During my stay at Badajoz I had but little intercourse with the Spaniards, my time being chiefly devoted to the gipsies: with whom, from long intercourse with various sections of their race in different parts of the world, I felt myself much more at home than with the silent, reserved men of Spain, with whom a foreigner might mingle for half a century without having half a dozen words addressed to him, unless he himself made the first advances to intimacy, which after all might be rejected with a shrug and a no entiendo; for among the many deeply rooted prejudices of these people is the strange idea that no foreigner can speak their language, an idea to which they will still cling though they hear him conversing with perfect ease; for in that case the utmost that they will concede to his attainments is, “Habla quatro palabras y nada mas.” (He can speak four words, and no more.)

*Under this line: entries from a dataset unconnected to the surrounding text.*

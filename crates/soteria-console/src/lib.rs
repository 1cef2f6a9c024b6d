//! # soteria-console
//!
//! Soteria 관리 콘솔.
//! 토스트, nginx 설정 화면, 명령줄 인터페이스, 서브커맨드 핸들러.

pub mod cli;
pub mod commands;
pub mod console_notifier;
pub mod settings;
pub mod toaster;
impl ApiManager {
    /// 설정과 공유 세션으로 파사드 생성
    pub fn new(config: &AppConfig, session: Arc<AuthSession>) -> Result<Self, CoreError> {
        let api_url = config.api_url();
        debug!("API URL: {api_url}");
        let http = HttpClient::new(&api_url, session, config.request_timeout())?;
        Ok(Self { http })
    }

    /// API 루트 URL
    pub fn api_base_url(&self) -> &str {
        self.http.base_url()
    }

    /// 파사드 파기: 진행 중인 요청 결과는 버려진다
    pub fn destroy(&self) {
        self.http.destroy();
    }

    /// 현재 토큰
    pub fn auth_token_string(&self) -> String {
        self.http.session().auth_token()
    }

    /// 토큰 교체 (빈 문자열이면 로그아웃)
    pub fn set_auth_token(&self, token: &str) {
        self.http.session().set_auth_token(token);
    }

    pub fn is_logged_in(&self) -> bool {
        self.http.session().is_logged_in()
    }

    /// 공유 인증 세션
    pub fn session(&self) -> &Arc<AuthSession> {
        self.http.session()
    }

    // ── 인증 ──

    /// 비밀번호(+OTP)로 로그인
    pub async fn get_auth_token(
        &self,
        password: &str,
        otp_token: Option<&str>,
    ) -> Result<(), CoreError> {
        self.http.login(password, otp_token).await?;
        info!("로그인 완료");
        Ok(())
    }

    pub async fn change_pass(&self, old_password: &str, new_password: &str) -> Result<(), CoreError> {
        self.http
            .execute(ApiRequest::post(
                "/user/changepassword",
                json!({ "oldPassword": old_password, "newPassword": new_password }),
            ))
            .await
    }

    // ── Pro 기능 ──

    pub async fn get_pro_features_state(&self) -> Result<ProFeaturesState, CoreError> {
        self.http.fetch(ApiRequest::get("/user/pro/state")).await
    }

    pub async fn set_pro_api_key(&self, api_key: &str) -> Result<(), CoreError> {
        self.http
            .execute(ApiRequest::post("/user/pro/apikey", json!({ "apiKey": api_key })))
            .await
    }

    pub async fn get_pro_configs(&self) -> Result<ProConfigs, CoreError> {
        self.http.fetch(ApiRequest::get("/user/pro/configs")).await
    }

    pub async fn set_pro_configs(&self, configs: &ProConfig) -> Result<(), CoreError> {
        self.http
            .execute(ApiRequest::post(
                "/user/pro/configs",
                json!({ "proConfigs": configs }),
            ))
            .await
    }

    pub async fn get_otp_status(&self) -> Result<TwoFactorAuthResponse, CoreError> {
        self.http.fetch(ApiRequest::get("/user/pro/otp")).await
    }

    pub async fn set_otp_status(
        &self,
        request: &TwoFactorAuthRequest,
    ) -> Result<TwoFactorAuthResponse, CoreError> {
        self.http
            .fetch(ApiRequest::post("/user/pro/otp", serde_json::to_value(request)?))
            .await
    }

    // ── 시스템 ──

    pub async fn get_soteria_info(&self) -> Result<SoteriaInfo, CoreError> {
        self.http.fetch(ApiRequest::get("/user/system/info")).await
    }

    pub async fn update_root_domain(&self, root_domain: &str, force: bool) -> Result<(), CoreError> {
        self.http
            .execute(ApiRequest::post(
                "/user/system/changerootdomain",
                json!({ "rootDomain": root_domain, "force": force }),
            ))
            .await
    }

    pub async fn enable_root_ssl(&self, email_address: &str) -> Result<(), CoreError> {
        self.http
            .execute(ApiRequest::post(
                "/user/system/enablessl",
                json!({ "emailAddress": email_address }),
            ))
            .await
    }

    pub async fn force_ssl(&self, is_enabled: bool) -> Result<(), CoreError> {
        self.http
            .execute(ApiRequest::post(
                "/user/system/forcessl",
                json!({ "isEnabled": is_enabled }),
            ))
            .await
    }

    pub async fn get_load_balancer_info(&self) -> Result<LoadBalancerInfo, CoreError> {
        self.http
            .fetch(ApiRequest::get("/user/system/loadbalancerinfo"))
            .await
    }

    /// NetData 모니터링 설정 (서버 정의 자유 형식)
    pub async fn get_net_data_info(&self) -> Result<serde_json::Value, CoreError> {
        self.http.fetch(ApiRequest::get("/user/system/netdata")).await
    }

    pub async fn update_net_data_info(&self, net_data_info: &serde_json::Value) -> Result<(), CoreError> {
        self.http
            .execute(ApiRequest::post(
                "/user/system/netdata",
                json!({ "netDataInfo": net_data_info }),
            ))
            .await
    }

    pub async fn get_version_info(&self) -> Result<VersionInfo, CoreError> {
        self.http
            .fetch(ApiRequest::get("/user/system/versioninfo"))
            .await
    }

    pub async fn perform_update(&self, latest_version: &str) -> Result<(), CoreError> {
        self.http
            .execute(ApiRequest::post(
                "/user/system/versioninfo",
                json!({ "latestVersion": latest_version }),
            ))
            .await
    }

    pub async fn create_backup(&self) -> Result<BackupToken, CoreError> {
        self.http
            .fetch(ApiRequest::post(
                "/user/system/createbackup",
                json!({ "postDownloadFileName": BACKUP_FILE_NAME }),
            ))
            .await
    }

    pub async fn get_nginx_config(&self) -> Result<NginxConfig, CoreError> {
        self.http
            .fetch(ApiRequest::get("/user/system/nginxconfig"))
            .await
    }

    pub async fn set_nginx_config(
        &self,
        custom_base: &str,
        custom_soteria: &str,
    ) -> Result<(), CoreError> {
        let body = serde_json::to_value(SetNginxConfigRequest::new(custom_base, custom_soteria))?;
        self.http
            .execute(ApiRequest::post("/user/system/nginxconfig", body))
            .await
    }

    // ── 앱 ──

    pub async fn get_all_apps(&self) -> Result<AppDefinitionsResponse, CoreError> {
        self.http
            .fetch(ApiRequest::get("/user/apps/appDefinitions"))
            .await
    }

    pub async fn fetch_build_logs(&self, app_name: &str) -> Result<BuildLogs, CoreError> {
        self.http
            .fetch(ApiRequest::get(format!("/user/apps/appData/{app_name}")))
            .await
    }

    pub async fn fetch_app_logs_in_hex(&self, app_name: &str) -> Result<AppLogs, CoreError> {
        self.http
            .fetch(
                ApiRequest::get(format!("/user/apps/appData/{app_name}/logs"))
                    .query("encoding", "hex"),
            )
            .await
    }

    /// 소스 tarball 업로드 (항상 detached 빌드)
    pub async fn upload_app_data(
        &self,
        app_name: &str,
        file_name: &str,
        bytes: Vec<u8>,
    ) -> Result<(), CoreError> {
        let file = FilePart {
            field: SOURCE_FILE_FIELD.to_string(),
            file_name: file_name.to_string(),
            bytes,
        };
        self.http
            .execute(detached(
                ApiRequest::upload(format!("/user/apps/appData/{app_name}"), file),
                true,
            ))
            .await
    }

    /// 배포 정의 내용으로 배포
    ///
    /// 정의는 JSON 문자열로 직렬화되어 전송된다.
    pub async fn upload_soteria_definition_content(
        &self,
        app_name: &str,
        definition: &SoteriaDefinition,
        git_hash: &str,
        is_detached: bool,
    ) -> Result<(), CoreError> {
        let content = serde_json::to_string(definition)?;
        self.http
            .execute(detached(
                ApiRequest::post(
                    format!("/user/apps/appData/{app_name}"),
                    json!({ "soteriaDefinitionContent": content, "gitHash": git_hash }),
                ),
                is_detached,
            ))
            .await
    }

    pub async fn update_config_and_save(
        &self,
        app_name: &str,
        definition: &AppDefinition,
    ) -> Result<(), CoreError> {
        let body = serde_json::to_value(UpdateAppDefinitionRequest::from_definition(
            app_name, definition,
        ))?;
        self.http
            .execute(ApiRequest::post("/user/apps/appDefinitions/update", body))
            .await
    }

    pub async fn rename_app(&self, old_app_name: &str, new_app_name: &str) -> Result<(), CoreError> {
        self.http
            .execute(ApiRequest::post(
                "/user/apps/appDefinitions/rename",
                json!({ "oldAppName": old_app_name, "newAppName": new_app_name }),
            ))
            .await
    }

    pub async fn register_new_app(
        &self,
        app_name: &str,
        has_persistent_data: bool,
        is_detached: bool,
    ) -> Result<(), CoreError> {
        self.http
            .execute(detached(
                ApiRequest::post(
                    "/user/apps/appDefinitions/register",
                    json!({ "appName": app_name, "hasPersistentData": has_persistent_data }),
                ),
                is_detached,
            ))
            .await
    }

    /// 앱 삭제, `volumes`에 나열된 볼륨도 함께 삭제
    pub async fn delete_app(&self, app_name: &str, volumes: &[String]) -> Result<(), CoreError> {
        self.http
            .execute(ApiRequest::post(
                "/user/apps/appDefinitions/delete",
                json!({ "appName": app_name, "volumes": volumes }),
            ))
            .await
    }

    pub async fn enable_ssl_for_base_domain(&self, app_name: &str) -> Result<(), CoreError> {
        self.http
            .execute(ApiRequest::post(
                "/user/apps/appDefinitions/enablebasedomainssl",
                json!({ "appName": app_name }),
            ))
            .await
    }

    pub async fn attach_new_custom_domain_to_app(
        &self,
        app_name: &str,
        custom_domain: &str,
    ) -> Result<(), CoreError> {
        self.app_domain_call("/user/apps/appDefinitions/customdomain", app_name, custom_domain)
            .await
    }

    pub async fn enable_ssl_for_custom_domain(
        &self,
        app_name: &str,
        custom_domain: &str,
    ) -> Result<(), CoreError> {
        self.app_domain_call(
            "/user/apps/appDefinitions/enablecustomdomainssl",
            app_name,
            custom_domain,
        )
        .await
    }

    pub async fn remove_custom_domain(
        &self,
        app_name: &str,
        custom_domain: &str,
    ) -> Result<(), CoreError> {
        self.app_domain_call(
            "/user/apps/appDefinitions/removecustomdomain",
            app_name,
            custom_domain,
        )
        .await
    }

    async fn app_domain_call(
        &self,
        path: &str,
        app_name: &str,
        custom_domain: &str,
    ) -> Result<(), CoreError> {
        self.http
            .execute(ApiRequest::post(
                path,
                json!({ "appName": app_name, "customDomain": custom_domain }),
            ))
            .await
    }

    pub async fn get_unused_images(
        &self,
        most_recent_limit: u32,
    ) -> Result<UnusedImagesResponse, CoreError> {
        self.http
            .fetch(
                ApiRequest::get("/user/apps/appDefinitions/unusedImages")
                    .query("mostRecentLimit", most_recent_limit.to_string()),
            )
            .await
    }

    pub async fn delete_images(&self, image_ids: &[String]) -> Result<(), CoreError> {
        self.http
            .execute(ApiRequest::post(
                "/user/apps/appDefinitions/deleteImages",
                json!({ "imageIds": image_ids }),
            ))
            .await
    }

    /// 웹훅 경로로 빌드 강제 실행
    ///
    /// `webhook_path`는 서버가 발급한 경로(쿼리 포함)를 그대로 사용한다.
    pub async fn force_build(&self, webhook_path: &str) -> Result<(), CoreError> {
        self.http
            .execute(ApiRequest::post(webhook_path, json!({})))
            .await
    }

    // ── 레지스트리 ──

    pub async fn get_docker_registries(&self) -> Result<RegistriesResponse, CoreError> {
        self.http.fetch(ApiRequest::get("/user/registries")).await
    }

    pub async fn enable_self_hosted_docker_registry(&self) -> Result<(), CoreError> {
        self.http
            .execute(ApiRequest::post(
                "/user/system/selfhostregistry/enableregistry",
                json!({}),
            ))
            .await
    }

    pub async fn disable_self_hosted_docker_registry(&self) -> Result<(), CoreError> {
        self.http
            .execute(ApiRequest::post(
                "/user/system/selfhostregistry/disableregistry",
                json!({}),
            ))
            .await
    }

    pub async fn add_docker_registry(&self, registry: &RegistryInfo) -> Result<(), CoreError> {
        self.http
            .execute(ApiRequest::post(
                "/user/registries/insert",
                serde_json::to_value(registry)?,
            ))
            .await
    }

    pub async fn update_docker_registry(&self, registry: &RegistryInfo) -> Result<(), CoreError> {
        self.http
            .execute(ApiRequest::post(
                "/user/registries/update",
                serde_json::to_value(registry)?,
            ))
            .await
    }

    pub async fn delete_docker_registry(&self, registry_id: &str) -> Result<(), CoreError> {
        self.http
            .execute(ApiRequest::post(
                "/user/registries/delete",
                json!({ "registryId": registry_id }),
            ))
            .await
    }

    pub async fn set_default_push_docker_registry(&self, registry_id: &str) -> Result<(), CoreError> {
        self.http
            .execute(ApiRequest::post(
                "/user/registries/setpush",
                json!({ "registryId": registry_id }),
            ))
            .await
    }

    // ── 클러스터 노드 ──

    pub async fn get_all_nodes(&self) -> Result<NodesResponse, CoreError> {
        self.http.fetch(ApiRequest::get("/user/system/nodes")).await
    }

    pub async fn add_docker_node(&self, request: &AddDockerNodeRequest) -> Result<(), CoreError> {
        self.http
            .execute(ApiRequest::post(
                "/user/system/nodes",
                serde_json::to_value(request)?,
            ))
            .await
    }

    // ── 원클릭 앱 ──

    pub async fn get_all_one_click_apps(&self) -> Result<OneClickAppList, CoreError> {
        self.http
            .fetch(ApiRequest::get("/user/oneclick/template/list"))
            .await
    }

    pub async fn get_one_click_app_by_name(
        &self,
        app_name: &str,
        base_domain: &str,
    ) -> Result<OneClickAppTemplate, CoreError> {
        self.http
            .fetch(
                ApiRequest::get("/user/oneclick/template/app")
                    .query("appName", app_name)
                    .query("baseDomain", base_domain),
            )
            .await
    }

    pub async fn get_all_one_click_app_repos(&self) -> Result<OneClickRepositories, CoreError> {
        self.http
            .fetch(ApiRequest::get("/user/oneclick/repositories"))
            .await
    }

    pub async fn add_new_custom_one_click_repo(&self, repository_url: &str) -> Result<(), CoreError> {
        self.http
            .execute(ApiRequest::post(
                "/user/oneclick/repositories/insert",
                json!({ "repositoryUrl": repository_url }),
            ))
            .await
    }

    pub async fn delete_custom_one_click_repo(&self, repository_url: &str) -> Result<(), CoreError> {
        self.http
            .execute(ApiRequest::post(
                "/user/oneclick/repositories/delete",
                json!({ "repositoryUrl": repository_url }),
            ))
            .await
    }
}
//! Soteria 콘솔 핵심 에러 타입.
//!
//! 서버가 돌려준 상태 코드 에러와 전송/설정 에러를 하나의 타입으로 묶는다.
//! 재시도 정책은 없으며, 에러는 그대로 호출자에게 전파된다.

use thiserror::Error;

/// 서버 응답 상태 코드.
///
/// 모든 API 응답은 `{ status, description, data }` 봉투로 감싸져 오며,
/// `status`가 아래 OK 계열이 아니면 실패로 취급한다.
pub mod status {
    /// 정상 처리
    pub const OK: i64 = 100;
    /// 배포(빌드) 시작됨
    pub const OK_DEPLOY_STARTED: i64 = 101;
    /// 부분 성공
    pub const OK_PARTIALLY: i64 = 102;

    pub const ERROR_GENERIC: i64 = 1000;
    pub const ERROR_NOT_INITIALIZED: i64 = 1001;
    pub const ERROR_USER_NOT_INITIALIZED: i64 = 1101;
    pub const ERROR_NOT_AUTHORIZED: i64 = 1102;
    pub const ERROR_ALREADY_EXIST: i64 = 1103;
    pub const ERROR_BAD_NAME: i64 = 1104;
    /// 비밀번호 불일치: 강제 로그아웃 대상
    pub const WRONG_PASSWORD: i64 = 1105;
    /// 인증 토큰 무효: 재로그인 훅 트리거
    pub const AUTH_TOKEN_INVALID: i64 = 1106;
    pub const VERIFICATION_FAILED: i64 = 1107;
    pub const ILLEGAL_OPERATION: i64 = 1108;
    pub const BUILD_ERROR: i64 = 1109;
    pub const ILLEGAL_PARAMETER: i64 = 1110;
    pub const NOT_FOUND: i64 = 1111;
    pub const AUTHENTICATION_FAILED: i64 = 1112;
    /// 로그인 시도 과다 (백오프): 강제 로그아웃 대상
    pub const PASSWORD_BACK_OFF: i64 = 1113;
    /// 2단계 인증 토큰 필요
    pub const OTP_REQUIRED: i64 = 1114;
    pub const PRO_API_KEY_INVALIDATED: i64 = 1115;
    /// 상태 코드가 없는 응답
    pub const UNKNOWN_ERROR: i64 = 1999;

    /// 성공 계열 상태 코드인지 판별
    pub fn is_success(status: i64) -> bool {
        matches!(status, OK | OK_DEPLOY_STARTED | OK_PARTIALLY)
    }
}

/// 코어 레이어 에러.
#[derive(Debug, Error)]
pub enum CoreError {
    /// 서버가 OK가 아닌 상태 코드로 요청을 거부함
    #[error("API 에러 ({status}): {message}")]
    Api {
        /// 서버 상태 코드 (`status` 모듈 참조)
        status: i64,
        /// 서버가 보낸 설명
        message: String,
    },

    /// 네트워크 에러 (연결 실패, 타임아웃, 비정상 HTTP 응답)
    #[error("네트워크 에러: {0}")]
    Network(String),

    /// 인증 에러 (로그인되지 않음 등)
    #[error("인증 에러: {0}")]
    Auth(String),

    /// 저장된 비밀번호가 없어 재로그인 불가
    #[error("No saved password. Ignore if initial call.")]
    NoSavedPassword,

    /// 클라이언트가 파기되어 응답이 무시됨
    #[error("요청 취소됨: 클라이언트가 파기됨")]
    Cancelled,

    /// 설정값 오류
    #[error("설정 에러: {0}")]
    Config(String),

    /// 필드 유효성 검증 실패
    #[error("유효성 검증 실패: {field}: {message}")]
    Validation {
        /// 검증 실패한 필드명
        field: String,
        /// 실패 사유
        message: String,
    },

    /// JSON 직렬화/역직렬화 실패
    #[error("직렬화 에러: {0}")]
    Serialization(#[from] serde_json::Error),

    /// I/O 에러
    #[error("I/O 에러: {0}")]
    Io(#[from] std::io::Error),
}

impl CoreError {
    /// 서버 상태 코드 에러 생성
    pub fn api(status: i64, message: impl Into<String>) -> Self {
        Self::Api {
            status,
            message: message.into(),
        }
    }

    /// 서버 상태 코드 (API 에러일 때만)
    pub fn api_status(&self) -> Option<i64> {
        match self {
            Self::Api { status, .. } => Some(*status),
            _ => None,
        }
    }

    /// 서버 메시지 (API 에러일 때만)
    pub fn api_message(&self) -> Option<&str> {
        match self {
            Self::Api { message, .. } => Some(message.as_str()),
            _ => None,
        }
    }

    /// 강제 로그아웃이 필요한 에러인지 판별
    ///
    /// 비밀번호 불일치와 백오프만 해당한다. 잘못된 비밀번호로
    /// 재로그인을 반복하지 않도록 자격증명을 지워야 한다.
    pub fn forces_logout(&self) -> bool {
        matches!(
            self.api_status(),
            Some(status::WRONG_PASSWORD) | Some(status::PASSWORD_BACK_OFF)
        )
    }
}

#[cfg(test)]
mod tests {
    use super::*;

    #[test]
    fn success_statuses() {
        assert!(status::is_success(status::OK));
        assert!(status::is_success(status::OK_DEPLOY_STARTED));
        assert!(status::is_success(status::OK_PARTIALLY));
        assert!(!status::is_success(status::AUTH_TOKEN_INVALID));
        assert!(!status::is_success(status::UNKNOWN_ERROR));
    }

    #[test]
    fn only_password_errors_force_logout() {
        assert!(CoreError::api(status::WRONG_PASSWORD, "wrong").forces_logout());
        assert!(CoreError::api(status::PASSWORD_BACK_OFF, "slow down").forces_logout());
        assert!(!CoreError::api(status::AUTH_TOKEN_INVALID, "expired").forces_logout());
        assert!(!CoreError::Network("down".to_string()).forces_logout());
    }

    #[test]
    fn api_accessors() {
        let err = CoreError::api(status::NOT_FOUND, "app not found");
        assert_eq!(err.api_status(), Some(1111));
        assert_eq!(err.api_message(), Some("app not found"));
        assert_eq!(CoreError::Cancelled.api_status(), None);
    }
}
//! Cross-crate 에러 경로 테스트.
//!
//! 파사드에서 발생한 에러가 토스터까지 한 번만 전달되는지 검증한다.

mod common;

use serde_json::json;
use soteria_core::error::{status, CoreError};
use soteria_core::ports::notifier::ToastLevel;
use soteria_network::auth::SessionState;

use common::{api_for, ok_body, recording_toaster};

#[tokio::test]
async fn relogin_then_replay_is_transparent() {
    let mut server = mockito::Server::new_async().await;
    server
        .mock("GET", "/api/v2/user/system/info")
        .match_header("x-soteria-auth", "stale")
        .with_body(r#"{"status":1106,"description":"Auth token corrupted"}"#)
        .create_async()
        .await;
    let login = server
        .mock("POST", "/api/v2/login")
        .with_body(ok_body(json!({ "token": "fresh" })))
        .expect(1)
        .create_async()
        .await;
    server
        .mock("GET", "/api/v2/user/system/info")
        .match_header("x-soteria-auth", "fresh")
        .with_body(ok_body(json!({ "rootDomain": "apps.example.com", "hasRootSsl": true })))
        .create_async()
        .await;

    let api = api_for(&server, "stale");
    api.session().remember_credentials("captain42", false);

    let info = api.get_soteria_info().await.unwrap();
    assert_eq!(info.root_domain, "apps.example.com");
    assert!(info.has_root_ssl);
    login.assert_async().await;
}

#[tokio::test]
async fn back_off_clears_session_and_toasts_once() {
    let mut server = mockito::Server::new_async().await;
    server
        .mock("POST", "/api/v2/login")
        .with_body(r#"{"status":1113,"description":"Too many wrong passwords"}"#)
        .create_async()
        .await;

    let api = api_for(&server, "old");
    let rx = api.session().subscribe();
    let (toaster, notifier) = recording_toaster();

    api.get_auth_token("guess", None)
        .await
        .unwrap_or_else(toaster.catcher(None::<fn()>));

    assert!(!api.is_logged_in());
    assert!(api.session().relogin_password().is_none());
    assert_eq!(*rx.borrow(), SessionState::LoggedOut);
    assert_eq!(
        notifier.toasts(),
        vec![(
            ToastLevel::Error,
            format!("{} : Too many wrong passwords", status::PASSWORD_BACK_OFF)
        )]
    );
}

#[tokio::test]
async fn destroyed_api_is_silent() {
    let server = mockito::Server::new_async().await;
    let api = api_for(&server, "tok");
    let (toaster, notifier) = recording_toaster();

    api.destroy();
    let err = api.get_all_apps().await.unwrap_err();
    assert!(matches!(err, CoreError::Cancelled));

    toaster.toast_error(&err);
    assert!(notifier.toasts().is_empty());
}

#[tokio::test]
async fn catcher_runs_recovery_after_toast() {
    let mut server = mockito::Server::new_async().await;
    server
        .mock("POST", "/api/v2/user/apps/appDefinitions/delete")
        .with_body(r#"{"status":1111,"description":"App not found"}"#)
        .create_async()
        .await;

    let api = api_for(&server, "tok");
    let (toaster, notifier) = recording_toaster();
    let mut reloaded = false;

    api.delete_app("ghost", &[])
        .await
        .unwrap_or_else(toaster.catcher(Some(|| reloaded = true)));

    assert!(reloaded);
    assert_eq!(notifier.errors(), vec!["1111 : App not found".to_string()]);
}
//! share retrieval and key reconstruction
//!
//! shares are requested only from nodes whose commitment signature went
//! into the request. each share arrives encrypted to the session key; once
//! `t` decrypt, the key is interpolated and checked against the public key
//! the lookup quorum agreed on. a mismatch means at least one share is bad,
//! so threshold-sized subsets are tried before giving up.

use k256::{ProjectivePoint, Scalar};
use tracing::{debug, warn};
use zeroize::Zeroizing;

use crate::client::Client;
use crate::config::NodeEndpoint;
use crate::crypto::EphemeralKeyPair;
use crate::curve::{pad_hex64, point_from_coordinates, scalar_to_hex, scalar_to_point};
use crate::metadata::MetadataService;
use crate::quorum::{broadcast, next_before};
use crate::rpc::{EncryptedShare, NodeRpc, ShareRequest};
use crate::vss::{combinations, interpolate_at_zero, Share};
use crate::{Error, Result};

/// a reconstructed key, before any nonce tweak
pub struct Reconstruction {
    pub pub_key_x: String,
    pub pub_key_y: String,
    secret: Zeroizing<Scalar>,
}

impl Reconstruction {
    pub fn secret(&self) -> &Scalar {
        &self.secret
    }

    pub fn secret_hex(&self) -> Zeroizing<String> {
        Zeroizing::new(scalar_to_hex(&self.secret))
    }
}

impl std::fmt::Debug for Reconstruction {
    fn fmt(&self, f: &mut std::fmt::Formatter<'_>) -> std::fmt::Result {
        f.debug_struct("Reconstruction")
            .field("pub_key_x", &self.pub_key_x)
            .field("pub_key_y", &self.pub_key_y)
            .finish_non_exhaustive()
    }
}

/// upper bound on threshold subsets tried per reconstruction attempt
const MAX_SUBSETS: usize = 1024;

/// interpolate `shares`, falling back to threshold subsets, until `secret·G == target`
fn reconstruct_matching(
    shares: &[Share],
    target: &ProjectivePoint,
    threshold: usize,
) -> Option<Zeroizing<Scalar>> {
    let recover = |picked: &[Share]| -> Option<Zeroizing<Scalar>> {
        let secret = Zeroizing::new(interpolate_at_zero(picked).ok()?);
        (scalar_to_point(&secret) == *target).then_some(secret)
    };

    if let Some(secret) = recover(shares) {
        return Some(secret);
    }
    if shares.len() <= threshold {
        return None;
    }
    combinations(shares.len(), threshold)
        .take(MAX_SUBSETS)
        .find_map(|subset| {
            let picked: Vec<Share> = subset.iter().map(|&i| shares[i].clone()).collect();
            recover(&picked)
        })
}

impl<R: NodeRpc, M: MetadataService> Client<R, M> {
    /// fetch shares from the signing nodes and rebuild the key for `(pub_key_x, pub_key_y)`
    pub async fn retrieve_and_reconstruct(
        &self,
        request: &ShareRequest,
        pub_key_x: &str,
        pub_key_y: &str,
        session: &EphemeralKeyPair,
    ) -> Result<Reconstruction> {
        let threshold = self.config.threshold;
        let x = pad_hex64(pub_key_x)?;
        let y = pad_hex64(pub_key_y)?;
        let target = point_from_coordinates(&x, &y)?;

        let mut signers: Vec<&NodeEndpoint> = Vec::new();
        for sig in &request.node_signatures {
            if let Some(node) = self.nodes.get(sig.node_index) {
                if !signers.iter().any(|n| n.index == node.index) {
                    signers.push(node);
                }
            }
        }
        if signers.len() < threshold {
            return Err(Error::InsufficientShares {
                have: signers.len(),
                need: threshold,
            });
        }

        let rpc = &self.rpc;
        let mut replies = broadcast(
            signers.iter().copied(),
            self.config.retry,
            "share_request",
            move |node| rpc.share_request(node, request),
        );

        let mut shares: Vec<Share> = Vec::with_capacity(signers.len());
        let mut undecryptable = 0;
        let mut pending = signers.len();

        while let Some((index, reply)) = next_before(&mut replies, None).await {
            pending -= 1;
            match reply.and_then(|enc| self.open_share(index, session, &enc)) {
                Ok(share) => {
                    debug!(node = index, "share received");
                    shares.push(share);
                }
                Err(e @ Error::ShareDecryption(_)) => {
                    warn!(node = index, error = %e, "discarding share");
                    undecryptable += 1;
                }
                Err(e) => warn!(node = index, error = %e, "share request failed"),
            }

            if shares.len() >= threshold {
                if let Some(secret) = reconstruct_matching(&shares, &target, threshold) {
                    debug!(shares = shares.len(), "key reconstructed");
                    return Ok(Reconstruction {
                        pub_key_x: x,
                        pub_key_y: y,
                        secret,
                    });
                }
            }
            if shares.len() + pending < threshold {
                break;
            }
        }

        if shares.len() >= threshold {
            Err(Error::KeyMismatch)
        } else if undecryptable > 0 {
            Err(Error::ShareDecryption(format!(
                "{} of {} shares could not be decrypted",
                undecryptable,
                signers.len()
            )))
        } else {
            Err(Error::InsufficientShares {
                have: shares.len(),
                need: threshold,
            })
        }
    }

    fn open_share(
        &self,
        index: u32,
        session: &EphemeralKeyPair,
        enc: &EncryptedShare,
    ) -> Result<Share> {
        if enc.node_index != index {
            return Err(Error::ShareDecryption(format!(
                "node {} sent a share labelled for node {}",
                index, enc.node_index
            )));
        }
        let value = self.decryptor.decrypt(session, enc)?;
        Ok(Share { index, value })
    }
}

Early one morning, before sunrise, I found myself at the house of Antonio; it was a small mean building, situated in a dirty street. The morning was quite dark; the street, however, was partially illumined by a heap of lighted straw, round which two or three men were busily engaged, apparently holding an object over the flames. Presently the gipsy’s door opened, and Antonio made his appearance; and casting his eye in the direction of the light, exclaimed, “The swine have killed their brother; would that every Busnó was served as yonder hog is. Come in, brother, and we will eat the heart of that hog.” I scarcely understood his words, but following him, he led me into a low room, in which was a brasero, or small pan full of lighted charcoal; beside it was a rude table, spread with a coarse linen cloth, upon which was bread and a large pipkin full of a mess which emitted no disagreeable savor. “The heart of the balichó is in that puchera,” said Antonio; “eat, brother.” We both sat down and ate—Antonio voraciously. When we had concluded he arose. “Have you got your li?” he demanded. “Here it is,” said I, showing him my passport. “Good,” said he; “you may want it. I want none; my passport is the bar lachí. Now for a glass of repañí, and then for the road.”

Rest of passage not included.